Anaporrhutum mundae

Scientific classification
- Kingdom: Animalia
- Phylum: Platyhelminthes
- Class: Trematoda
- Order: Plagiorchiida
- Family: Gorgoderidae
- Genus: Anaporrhutum
- Species: A. mundae
- Binomial name: Anaporrhutum mundae Santoro, López-Verdejo, Angulo, Rojas, & Solano-Barquero, 2024

= Anaporrhutum mundae =

- Genus: Anaporrhutum
- Species: mundae
- Authority: Santoro, López-Verdejo, Angulo, Rojas, & Solano-Barquero, 2024

Parasitic flatworm from Costa Rica

Anaporrhutum mundae is a parasitic flatworm trematode species, belonging to the family Gorgoderidae. It was newly classified in 2024 and is a new recorded species of Anaporrhutum in Costa Rica. Along the Pacific coast of Costa Rica, the host Urotrygon munda (Munda Round Ray) is parasitized in the gill chambers.

== Taxonomy ==
Based on their description of light and scanning electron microscopy, ITS2/28S rDNA sequencing, and phylogenetic analysis (an integrative taxonomic approach), they identified it as part of the Gorgoderidae family, which specifically targets fish or even amphibians. Although the authors describe, "...scanning electron microscopy, allowed detection of new morphological characters for a member of Anaporrhutinae that may be of taxonomic value," differs from other species with genital pore openings, fewer follicles in the testes, forbody shape, and location of its viteellaria.

== Biology ==
The body of the A. mundae is flat, oval, large, long, and wide. Its body is separated into 3 sections: forebody (small), hindbody (big), and forebody (long). The tegument is wrinkled, causing a lack of a spine.  The oral sucker and ventral sucker are positioned at the end of the body, with a gland opening on both sides of the body.

== Reproductive system ==

=== Male ===
- Small oval unlobed testicular follicles on each side; the right side contains 7-9, and the left side contains 7-11.
- Long and curved seminal vesicle
- Pars prostatica
- Short ejaculatory duct that leads to the genital atrium
- No cirrus sac present

=== Female ===
- Pretesticular ovary (ovary in front of testes) in the middle of the body
- Mehlis's gland is globular and long
- Tubular vitellarium
- The uterus forms a loop when going to and from the sucker.
- The eggs are oval and within a thick wall, protecting them.

== Life cycle ==
Since only the adult form of A. mundae was described, the full life cycle is unknown.

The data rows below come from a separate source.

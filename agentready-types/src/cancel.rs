use std::sync::Arc;
use std::sync::atomic::{AtomicBool, Ordering};

/// Cooperative cancellation shared between a caller and a long-running run.
///
/// Engines check the flag between units of work (one fix, one trial); they
/// never interrupt a unit halfway.
#[derive(Debug, Clone, Default)]
pub struct CancelFlag(Arc<AtomicBool>);

impl CancelFlag {
    pub fn new() -> Self {
        Self::default()
    }

    pub fn cancel(&self) {
        self.0.store(true, Ordering::SeqCst);
    }

    pub fn is_cancelled(&self) -> bool {
        self.0.load(Ordering::SeqCst)
    }
}
use crate::error::ConfigError;
use serde::{Deserialize, Serialize};
use std::fmt;

/// Priority bucket grouping attributes for weighted scoring.
///
/// Serialized as its number (1 is the highest weight, 4 the lowest).
#[derive(Debug, Clone, Copy, PartialEq, Eq, PartialOrd, Ord, Hash, Serialize, Deserialize)]
#[serde(try_from = "u8", into = "u8")]
pub enum Tier {
    Essential,
    Critical,
    Important,
    Advanced,
}

impl Tier {
    pub const ALL: [Tier; 4] = [
        Tier::Essential,
        Tier::Critical,
        Tier::Important,
        Tier::Advanced,
    ];

    pub fn number(self) -> u8 {
        match self {
            Tier::Essential => 1,
            Tier::Critical => 2,
            Tier::Important => 3,
            Tier::Advanced => 4,
        }
    }

    pub fn from_number(n: u8) -> Result<Self, ConfigError> {
        match n {
            1 => Ok(Tier::Essential),
            2 => Ok(Tier::Critical),
            3 => Ok(Tier::Important),
            4 => Ok(Tier::Advanced),
            other => Err(ConfigError::InvalidValue {
                key: "tier".to_string(),
                message: format!("expected 1..=4, got {other}"),
            }),
        }
    }

    pub fn label(self) -> &'static str {
        match self {
            Tier::Essential => "essential",
            Tier::Critical => "critical",
            Tier::Important => "important",
            Tier::Advanced => "advanced",
        }
    }
}

impl TryFrom<u8> for Tier {
    type Error = ConfigError;

    fn try_from(value: u8) -> Result<Self, Self::Error> {
        Tier::from_number(value)
    }
}

impl From<Tier> for u8 {
    fn from(tier: Tier) -> Self {
        tier.number()
    }
}

impl fmt::Display for Tier {
    fn fmt(&self, f: &mut fmt::Formatter<'_>) -> fmt::Result {
        write!(f, "tier {}", self.number())
    }
}

/// Static catalog entry describing one best-practice criterion.
///
/// Weight is not stored here: an attribute's share is derived by the scorer
/// from its tier weight and the number of contributing attributes in the tier.
#[derive(Debug, Clone, PartialEq, Eq, Serialize, Deserialize)]
pub struct Attribute {
    pub id: String,
    pub name: String,
    pub category: String,
    pub tier: Tier,

    #[serde(default)]
    pub description: String,

    #[serde(default)]
    pub criteria: String,
}

impl Attribute {
    pub fn new(
        id: impl Into<String>,
        name: impl Into<String>,
        category: impl Into<String>,
        tier: Tier,
    ) -> Self {
        Self {
            id: id.into(),
            name: name.into(),
            category: category.into(),
            tier,
            description: String::new(),
            criteria: String::new(),
        }
    }

    pub fn describe(mut self, description: impl Into<String>, criteria: impl Into<String>) -> Self {
        self.description = description.into();
        self.criteria = criteria.into();
        self
    }
}
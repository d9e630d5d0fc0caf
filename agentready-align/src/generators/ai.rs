use crate::generator::{FixGenerator, SuggestionProvider};
use agentready_types::fix::{Fix, GeneratorKind};
use agentready_types::{Finding, Repository};
use anyhow::anyhow;
use std::sync::Arc;

/// Adapts a [`SuggestionProvider`] to the generator contract.
///
/// Accepts every finding that needs remediation; the planner only consults
/// it when AI-assisted generation was explicitly enabled.
pub struct AiAssistedGenerator {
    id: String,
    provider: Arc<dyn SuggestionProvider>,
}

impl AiAssistedGenerator {
    pub fn new(provider: Arc<dyn SuggestionProvider>) -> Self {
        Self {
            id: format!("ai_assisted:{}", provider.name()),
            provider,
        }
    }
}

impl FixGenerator for AiAssistedGenerator {
    fn id(&self) -> &str {
        &self.id
    }

    fn kind(&self) -> GeneratorKind {
        GeneratorKind::AiAssisted
    }

    fn can_fix(&self, finding: &Finding) -> bool {
        finding.status.needs_remediation()
    }

    fn generate_fix(&self, repo: &Repository, finding: &Finding) -> anyhow::Result<Fix> {
        self.provider.suggest(repo, finding)?.ok_or_else(|| {
            anyhow!(
                "{} has no suggestion for {}",
                self.provider.name(),
                finding.attribute_id()
            )
        })
    }
}
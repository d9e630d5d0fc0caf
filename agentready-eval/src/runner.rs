//! Benchmark runner contract and the built-in runners.

use crate::error::BenchmarkError;
use agentready_assess::discovery::{MAX_SCANNED_FILES, SKIP_DIRS, language_for};
use agentready_hash::{sha256_hex, tree_fingerprint, walk_files};
use async_trait::async_trait;
use camino::Utf8Path;
use fs_err as fs;
use std::collections::BTreeSet;
use std::io::ErrorKind;
use tokio::process::Command;
use tracing::debug;

/// Produces one score in `[0, 100]` for a workspace.
///
/// Calls may block for minutes; the harness wraps every call in a timeout.
#[async_trait]
pub trait BenchmarkRunner: Send + Sync {
    fn name(&self) -> &str;

    async fn run(&self, workspace: &Utf8Path, iteration: u32) -> Result<f64, BenchmarkError>;
}

/// Deterministic stand-in benchmark.
///
/// Score = 50 + size bonus + 2 per detected language (at most 10) + a
/// variance in `[-10, 10]` derived from the tree fingerprint and the
/// iteration, clamped to `[0, 100]` and rounded to two decimals.
#[derive(Debug, Clone, Copy, Default)]
pub struct MockBenchmarkRunner;

#[derive(Debug, Clone, PartialEq)]
pub struct TreeProfile {
    pub lines: u64,
    pub languages: usize,
    pub fingerprint: String,
}

impl MockBenchmarkRunner {
    pub fn profile(root: &Utf8Path) -> anyhow::Result<TreeProfile> {
        let files = walk_files(root, SKIP_DIRS, MAX_SCANNED_FILES)?;
        let mut lines = 0u64;
        let mut languages = BTreeSet::new();
        for rel in &files {
            if let Some(lang) = language_for(rel) {
                languages.insert(lang);
            }
            // Binary and unreadable files contribute no lines.
            if let Ok(text) = fs::read_to_string(root.join(rel)) {
                lines += text.lines().count() as u64;
            }
        }
        Ok(TreeProfile {
            lines,
            languages: languages.len(),
            fingerprint: tree_fingerprint(root)?,
        })
    }

    pub fn score(profile: &TreeProfile, iteration: u32) -> f64 {
        let size_bonus = match profile.lines {
            n if n > 10_000 => 10.0,
            n if n > 5_000 => 5.0,
            n if n > 1_000 => 2.0,
            _ => 0.0,
        };
        let language_bonus = (profile.languages as f64 * 2.0).min(10.0);

        let seed = sha256_hex(format!("{}|{}", profile.fingerprint, iteration).as_bytes());
        let raw = u64::from_str_radix(&seed[..16], 16).unwrap_or(0);
        let unit = raw as f64 / u64::MAX as f64;
        let variance = unit * 20.0 - 10.0;

        let score = (50.0 + size_bonus + language_bonus + variance).clamp(0.0, 100.0);
        (score * 100.0).round() / 100.0
    }
}

#[async_trait]
impl BenchmarkRunner for MockBenchmarkRunner {
    fn name(&self) -> &str {
        "mock"
    }

    async fn run(&self, workspace: &Utf8Path, iteration: u32) -> Result<f64, BenchmarkError> {
        let root = workspace.to_path_buf();
        let profile = tokio::task::spawn_blocking(move || Self::profile(&root))
            .await
            .map_err(|e| BenchmarkError::Failed(format!("profiling task: {e}")))?
            .map_err(|e| BenchmarkError::Failed(format!("{e:#}")))?;
        Ok(Self::score(&profile, iteration))
    }
}

/// Runs an external benchmark program as `program [args..] <workspace>` and
/// reads the score from the last non-empty stdout line.
#[derive(Debug, Clone)]
pub struct ShellBenchmarkRunner {
    program: String,
    args: Vec<String>,
}

impl ShellBenchmarkRunner {
    pub fn new(program: impl Into<String>, args: Vec<String>) -> Self {
        Self {
            program: program.into(),
            args,
        }
    }

    pub fn parse_score(stdout: &str) -> Result<f64, BenchmarkError> {
        let last = stdout
            .lines()
            .map(str::trim)
            .rfind(|l| !l.is_empty())
            .ok_or_else(|| BenchmarkError::Failed("benchmark printed no score".to_string()))?;
        let score: f64 = last
            .parse()
            .map_err(|_| BenchmarkError::Failed(format!("unparseable score `{last}`")))?;
        if !(0.0..=100.0).contains(&score) {
            return Err(BenchmarkError::Failed(format!("score {score} outside [0, 100]")));
        }
        Ok(score)
    }
}

#[async_trait]
impl BenchmarkRunner for ShellBenchmarkRunner {
    fn name(&self) -> &str {
        &self.program
    }

    async fn run(&self, workspace: &Utf8Path, iteration: u32) -> Result<f64, BenchmarkError> {
        debug!(program = %self.program, workspace = %workspace, iteration, "running benchmark");
        let output = Command::new(&self.program)
            .args(&self.args)
            .arg(workspace.as_str())
            .current_dir(workspace)
            .env("AGENTREADY_ITERATION", iteration.to_string())
            .kill_on_drop(true)
            .output()
            .await
            .map_err(|e| match e.kind() {
                ErrorKind::NotFound | ErrorKind::PermissionDenied => {
                    BenchmarkError::Unavailable(format!("{}: {e}", self.program))
                }
                _ => BenchmarkError::Failed(format!("spawn {}: {e}", self.program)),
            })?;
        if !output.status.success() {
            let stderr = String::from_utf8_lossy(&output.stderr);
            return Err(BenchmarkError::Failed(format!(
                "{} exited with {}: {}",
                self.program,
                output.status,
                stderr.trim()
            )));
        }
        Self::parse_score(&String::from_utf8_lossy(&output.stdout))
    }
}
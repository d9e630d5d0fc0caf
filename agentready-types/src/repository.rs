use camino::Utf8PathBuf;
use serde::{Deserialize, Serialize};
use std::collections::BTreeMap;

#[derive(Debug, Clone, Default, PartialEq, Eq, Serialize, Deserialize)]
pub struct GitMetadata {
    #[serde(default, skip_serializing_if = "Option::is_none")]
    pub branch: Option<String>,

    #[serde(default, skip_serializing_if = "Option::is_none")]
    pub commit: Option<String>,
}

/// Immutable snapshot descriptor of the repository being assessed.
///
/// Owned by the caller; assessors only read through it.
#[derive(Debug, Clone, PartialEq, Eq, Serialize, Deserialize)]
pub struct Repository {
    pub root: Utf8PathBuf,
    pub name: String,

    /// Language name to number of files detected.
    #[serde(default)]
    pub languages: BTreeMap<String, u64>,

    #[serde(default)]
    pub total_files: u64,

    #[serde(default, skip_serializing_if = "Option::is_none")]
    pub git: Option<GitMetadata>,
}

impl Repository {
    pub fn new(root: Utf8PathBuf) -> Self {
        let name = root.file_name().unwrap_or("repository").to_string();
        Self {
            root,
            name,
            languages: BTreeMap::new(),
            total_files: 0,
            git: None,
        }
    }

    pub fn has_language(&self, language: &str) -> bool {
        self.languages.get(language).is_some_and(|n| *n > 0)
    }

    /// Language with the most files; ties resolve to the alphabetically first.
    pub fn primary_language(&self) -> Option<&str> {
        self.languages
            .iter()
            .filter(|(_, n)| **n > 0)
            .max_by(|a, b| a.1.cmp(b.1).then_with(|| b.0.cmp(a.0)))
            .map(|(name, _)| name.as_str())
    }

    pub fn is_git_repo(&self) -> bool {
        self.git.is_some()
    }
}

We do know that the adult forms will be found in the gill chambers of the Urotrygon munda. But, the authors mention, "Two- or three-host life cycles have been revealed only for some members of freshwater Gorgoderinae, with bivalves as first intermediate hosts, and insects, snails, crayfish, or amphibian tadpoles as second intermediate hosts (Campbell Reference Campbell, Bray, Gibson and Jones2008)."